The Omniscience Trap: What It Is and How It Holds You Back

 

Who among us hasnt fallen into the trap of believing that in order to be worth our salt as managers, we must be omniscient, omnipresent, and omnipotent on the job? In Truman-esque fashion we declare that the buck stops with us, and confuse taking responsibility for results with being responsible for controlling everything that happens with a project, department, or business unit.

Everyone knows about the bottlenecks that occur when too much information is forced to flow through one pair of hands. Commonly, managers who take responsibility for all of the details spend long hours checking the work of associates (which is often of an administrative nature) while higher level functions, like strategy setting, are neglected.

On the other hand, managers who take responsibility for results are performing a leadership function that involves setting a vision, establishing goals, devising a strategy, and managing resources. Instead of focusing on how each task is done, the process is evaluated. Instead of reviewing everyones work, work habits are assessed to make sure that people have the skills and resources they need for high performance.

This distinction is crucial for entrepreneurs, the newly promoted, and the currently overwhelmed. I often find with coaching clients that unreasonable or unrealistic expectations are at the heart of the all-knowing, ever-present, and all-mighty syndrome. Hopefully, you at least smiled when you read the title of this article, because you recognize the impracticality of literally striving to be omniscient, omnipresent, and omnipotent.

There are a number of reasons that people fall into the control trap. They include anxiety about being held accountable, perfectionism, lack of confidence, and repeating bad habits learned from former bosses. Sometimes, people fall back on skills, such as staying on top of details, that were important in previous jobs, but not in larger roles with management responsibility.

If you find yourself mired in details that drain your energy and keep you from activities that add value to the bottom line, you may be working with unrealistic expectations. Common ones include insisting on one particular outcome, being successful on the first try, or that something happen in a certain way. Others are all or nothing thinking, and treating each setback as a disaster.

The owner of a computer consultancy was having trouble growing the business in part because she made herself responsible for the work of all of her subcontractors.

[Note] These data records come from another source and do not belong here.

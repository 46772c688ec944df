//! Configuration management for the cyto-viewer binary.
//!
//! Settings come from:
//! - Command-line arguments via clap
//! - Environment variables with the `CYTO_` prefix
//! - Defaults for everything optional
//!
//! # Example
//!
//! ```ignore
//! use clap::Parser;
//! use cyto_viewer::config::{Cli, Command};
//!
//! match Cli::parse().command {
//!     Command::Serve(config) => println!("Listening on {}", config.bind_address()),
//!     Command::Probe(config) => println!("Probing {}", config.device.address),
//! }
//! ```
//!
//! # Environment Variables
//!
//! - `CYTO_HOST` - Server bind address (default: 0.0.0.0)
//! - `CYTO_PORT` - Server port (default: 8080)
//! - `CYTO_CACHE_SIZE_MB` - Tile cache budget in megabytes (default: 8192)
//! - `CYTO_COLOR_CORRECTION` - Apply the scanner colour matrix (default: true)
//! - `CYTO_SHARPEN_AMOUNT` - Unsharp mask strength (default: off)
//! - `CYTO_BATCH_WORKERS` - Concurrent batch workers (default: 4)
//! - `CYTO_POOL_BUFFERS` - Pixel buffers in the staging pool (default: 16)
//! - `CYTO_TILE_SIZE` - Tile edge in pixels (default: 512)
//! - `CYTO_STORAGE_PATH` - Root of the pre-cut tile archive (default: ./data/slides)
//! - `CYTO_CAPTURE_SLIDES` - Recent scans held in memory (default: 4)
//! - `CYTO_DEVICE_ENABLED` - Talk to a capture device (default: false)
//! - `CYTO_DEVICE_PROTOCOL` - `tcp` or `serial` (default: tcp)
//! - `CYTO_DEVICE_ADDRESS` - `host:port` or device path (default: localhost:9090)
//! - `CYTO_AUTH_ENABLED` - Require a session for `/api` routes (default: false)
//! - `CYTO_AUTH_SECRET` - HMAC secret for session tokens
//! - `CYTO_AUTH_PASSWORD` - Password accepted by `/api/login`

use std::path::PathBuf;
use std::time::Duration;

use clap::{Args, Parser, Subcommand};

use crate::device::{DeviceSettings, Transport, DEFAULT_MAX_FRAME_LEN};
use crate::pool::DEFAULT_POOL_BUFFERS;
use crate::slide::DEFAULT_CAPTURE_SLIDES;
use crate::tile::{DEFAULT_BATCH_WORKERS, DEFAULT_TILE_SIZE};

// =============================================================================
// Default Values
// =============================================================================

/// Default server host.
pub const DEFAULT_HOST: &str = "0.0.0.0";

/// Default server port.
pub const DEFAULT_PORT: u16 = 8080;

/// Default tile cache budget in megabytes.
pub const DEFAULT_CACHE_SIZE_MB: usize = 8192;

/// Default root of the pre-cut tile archive.
pub const DEFAULT_STORAGE_PATH: &str = "./data/slides";

/// Default device address.
pub const DEFAULT_DEVICE_ADDRESS: &str = "localhost:9090";

/// Default device connect timeout in seconds.
pub const DEFAULT_CONNECT_TIMEOUT_SECS: u64 = 10;

/// Default per-read device timeout in seconds.
pub const DEFAULT_READ_TIMEOUT_SECS: u64 = 30;

/// Default bound on a whole scan in seconds.
pub const DEFAULT_SCAN_DEADLINE_SECS: u64 = 300;

/// Default session lifetime in hours.
pub const DEFAULT_TOKEN_TTL_HOURS: u64 = 24;

/// Largest accepted tile edge.
pub const MAX_TILE_SIZE: u32 = 4096;

// =============================================================================
// CLI Arguments
// =============================================================================

/// cyto-viewer - tile server for multi-layer cytology slides.
#[derive(Parser, Debug, Clone)]
#[command(name = "cyto-viewer")]
#[command(author, version, about, long_about = None)]
pub struct Cli {
    #[command(subcommand)]
    pub command: Command,
}

#[derive(Subcommand, Debug, Clone)]
pub enum Command {
    /// Start the HTTP tile server.
    Serve(ServeConfig),

    /// Connect to the capture device and print its layers and status.
    Probe(ProbeConfig),
}

/// Capture device connection settings, shared by `serve` and `probe`.
#[derive(Args, Debug, Clone)]
pub struct DeviceArgs {
    /// Link to the device: `tcp` or `serial`.
    #[arg(long = "device-protocol", default_value = "tcp", env = "CYTO_DEVICE_PROTOCOL")]
    pub protocol: String,

    /// `host:port` for TCP, character device path for serial.
    #[arg(long = "device-address", default_value = DEFAULT_DEVICE_ADDRESS, env = "CYTO_DEVICE_ADDRESS")]
    pub address: String,

    /// Seconds allowed for opening the link.
    #[arg(long = "device-connect-timeout", default_value_t = DEFAULT_CONNECT_TIMEOUT_SECS, env = "CYTO_DEVICE_CONNECT_TIMEOUT")]
    pub connect_timeout_secs: u64,

    /// Seconds allowed for each individual read.
    #[arg(long = "device-read-timeout", default_value_t = DEFAULT_READ_TIMEOUT_SECS, env = "CYTO_DEVICE_READ_TIMEOUT")]
    pub read_timeout_secs: u64,
}

impl DeviceArgs {
    pub fn transport(&self) -> Result<Transport, String> {
        self.protocol.parse()
    }

    /// Build client settings. Call `validate()` first.
    pub fn settings(&self) -> Result<DeviceSettings, String> {
        Ok(DeviceSettings {
            transport: self.transport()?,
            address: self.address.clone(),
            connect_timeout: Duration::from_secs(self.connect_timeout_secs),
            read_timeout: Duration::from_secs(self.read_timeout_secs),
            max_frame_len: DEFAULT_MAX_FRAME_LEN,
        })
    }

    pub fn validate(&self) -> Result<(), String> {
        self.transport()?;
        if self.address.is_empty() {
            return Err("device address is required".to_string());
        }
        if self.connect_timeout_secs == 0 || self.read_timeout_secs == 0 {
            return Err("device timeouts must be greater than 0".to_string());
        }
        Ok(())
    }
}

/// Configuration for the `serve` command.
#[derive(Args, Debug, Clone)]
pub struct ServeConfig {
    // =========================================================================
    // Server Configuration
    // =========================================================================
    /// Host address to bind the server to.
    #[arg(long, default_value = DEFAULT_HOST, env = "CYTO_HOST")]
    pub host: String,

    /// Port to listen on.
    #[arg(short, long, default_value_t = DEFAULT_PORT, env = "CYTO_PORT")]
    pub port: u16,

    /// Allowed CORS origins (comma-separated).
    ///
    /// If not specified, allows any origin.
    #[arg(long, env = "CYTO_CORS_ORIGINS", value_delimiter = ',')]
    pub cors_origins: Option<Vec<String>>,

    // =========================================================================
    // Compute and Cache Configuration
    // =========================================================================
    /// Tile cache budget in megabytes of encoded tile data.
    #[arg(long, default_value_t = DEFAULT_CACHE_SIZE_MB, env = "CYTO_CACHE_SIZE_MB")]
    pub cache_size_mb: usize,

    /// Apply the scanner colour correction matrix to every tile.
    #[arg(long, default_value_t = true, action = clap::ArgAction::Set, env = "CYTO_COLOR_CORRECTION")]
    pub color_correction: bool,

    /// Unsharp mask strength. Sharpening is off when unset.
    #[arg(long, env = "CYTO_SHARPEN_AMOUNT")]
    pub sharpen_amount: Option<f32>,

    /// Workers rendering the items of one batch request.
    #[arg(long, default_value_t = DEFAULT_BATCH_WORKERS, env = "CYTO_BATCH_WORKERS")]
    pub batch_workers: usize,

    /// Pixel buffers in the staging pool.
    #[arg(long, default_value_t = DEFAULT_POOL_BUFFERS, env = "CYTO_POOL_BUFFERS")]
    pub pool_buffers: usize,

    /// Tile edge in pixels.
    #[arg(long, default_value_t = DEFAULT_TILE_SIZE, env = "CYTO_TILE_SIZE")]
    pub tile_size: u32,

    // =========================================================================
    // Storage Configuration
    // =========================================================================
    /// Root of the pre-cut tile archive.
    #[arg(long, default_value = DEFAULT_STORAGE_PATH, env = "CYTO_STORAGE_PATH")]
    pub storage_path: PathBuf,

    /// Completed scans kept in memory.
    #[arg(long, default_value_t = DEFAULT_CAPTURE_SLIDES, env = "CYTO_CAPTURE_SLIDES")]
    pub capture_slides: usize,

    // =========================================================================
    // Device Configuration
    // =========================================================================
    /// Enable the scanner routes.
    ///
    /// The server starts even when the device is unreachable; it connects on
    /// first use.
    #[arg(long, default_value_t = false, env = "CYTO_DEVICE_ENABLED")]
    pub device_enabled: bool,

    #[command(flatten)]
    pub device: DeviceArgs,

    /// Seconds allowed for a whole scan.
    #[arg(long, default_value_t = DEFAULT_SCAN_DEADLINE_SECS, env = "CYTO_SCAN_DEADLINE")]
    pub scan_deadline_secs: u64,

    // =========================================================================
    // Authentication Configuration
    // =========================================================================
    /// Require a session token on `/api` routes.
    #[arg(long, default_value_t = false, env = "CYTO_AUTH_ENABLED")]
    pub auth_enabled: bool,

    /// Secret key for signing session tokens.
    ///
    /// If not provided and auth is enabled, the server will fail to start.
    #[arg(long, env = "CYTO_AUTH_SECRET")]
    pub auth_secret: Option<String>,

    /// Password accepted by `/api/login`. Any password is accepted when unset.
    #[arg(long, env = "CYTO_AUTH_PASSWORD")]
    pub auth_password: Option<String>,

    /// Session lifetime in hours.
    #[arg(long, default_value_t = DEFAULT_TOKEN_TTL_HOURS, env = "CYTO_TOKEN_TTL_HOURS")]
    pub token_ttl_hours: u64,

    // =========================================================================
    // Logging Configuration
    // =========================================================================
    /// Enable verbose logging (debug level).
    #[arg(short, long, default_value_t = false)]
    pub verbose: bool,

    /// Disable request tracing.
    #[arg(long, default_value_t = false)]
    pub no_tracing: bool,
}

impl ServeConfig {
    /// Validate the configuration and return an error message if invalid.
    pub fn validate(&self) -> Result<(), String> {
        if self.auth_enabled && !matches!(self.auth_secret.as_deref(), Some(s) if !s.is_empty()) {
            return Err(
                "Authentication is enabled but no secret provided. \
                 Set --auth-secret or CYTO_AUTH_SECRET, or disable auth"
                    .to_string(),
            );
        }
        if self.auth_enabled && self.token_ttl_hours == 0 {
            return Err("token_ttl_hours must be greater than 0".to_string());
        }

        if self.port == 0 {
            return Err("port must be greater than 0".to_string());
        }

        if self.cache_size_mb == 0 {
            return Err("cache_size_mb must be at least 1".to_string());
        }
        if self.batch_workers == 0 {
            return Err("batch_workers must be greater than 0".to_string());
        }
        if self.pool_buffers == 0 {
            return Err("pool_buffers must be greater than 0".to_string());
        }
        if self.capture_slides == 0 {
            return Err("capture_slides must be greater than 0".to_string());
        }

        if self.tile_size == 0 || self.tile_size > MAX_TILE_SIZE {
            return Err(format!("tile_size must be between 1 and {}", MAX_TILE_SIZE));
        }

        if let Some(amount) = self.sharpen_amount {
            if !amount.is_finite() || amount < 0.0 {
                return Err("sharpen_amount must be a non-negative number".to_string());
            }
        }

        if self.device_enabled {
            self.device.validate()?;
            if self.scan_deadline_secs == 0 {
                return Err("scan_deadline must be greater than 0".to_string());
            }
        }

        Ok(())
    }

    /// Get the server bind address as "host:port".
    pub fn bind_address(&self) -> String {
        format!("{}:{}", self.host, self.port)
    }

    pub fn cache_capacity_bytes(&self) -> usize {
        self.cache_size_mb.saturating_mul(1024 * 1024)
    }

    pub fn scan_deadline(&self) -> Duration {
        Duration::from_secs(self.scan_deadline_secs)
    }

    pub fn token_ttl(&self) -> Duration {
        Duration::from_secs(self.token_ttl_hours * 60 * 60)
    }
}

/// Configuration for the `probe` command.
#[derive(Args, Debug, Clone)]
pub struct ProbeConfig {
    #[command(flatten)]
    pub device: DeviceArgs,

    /// Enable verbose logging (debug level).
    #[arg(short, long, default_value_t = false)]
    pub verbose: bool,
}

// =============================================================================
// Tests
// =============================================================================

She challenged any of their methods that differed from how she would have performed the work, and frequently had to correct errors made by two inexperienced technicians who she used on smaller jobs because they charged relatively low rates. Meantime, she wasnt spending enough time bringing in new clients, which raised concerns about billable hours in the coming months. She was exhausting herself trying to wear the hats of company president, director of sales, and chief technology officer.

By choosing to see herself as responsible for managing the growth of her business, not for how individuals performed their jobs, she was able to re-prioritize. She began devoting much more of her energy to revenue-generating activities, and evaluated her subcontractors based on meaningful criteria like the end result and customer satisfaction. And, she developed clear requirements for skill levels and stopped hiring inexperienced people who demanded close supervision that she couldnt afford to give.

Here are some tips if you find yourself in the omniscience trap:

? Create a log of all your daily activities over a one or two week period. Arrange items by category and look for areas where you may be devoting lots of time for little pay-back.

? See if you can recognize any unrealistic expectations, like those mentioned above, that you have of yourself or other people. Viewing ourselves objectively can be tough, so you may want to enlist the help of a coach, mentor, colleague, or friend.

? Try to associate your thoughts to the behavior that you want to change. Lets say that youre falling short of a sales target because youre not making enough cold calls. Whats going through your mind as youre staring at the telephone? One budding entrepreneur realized that she was associating every no from a prospect with an indictment of her product (Its not good enough).

? Reframe your thinking and replace the undesired behavior with one that is more realistic. Your new thought pattern must be one that you truly believe is more effective than the old one. The entrepreneur mentioned above decided to look at cold calling as a process for matching the right customers to the right product.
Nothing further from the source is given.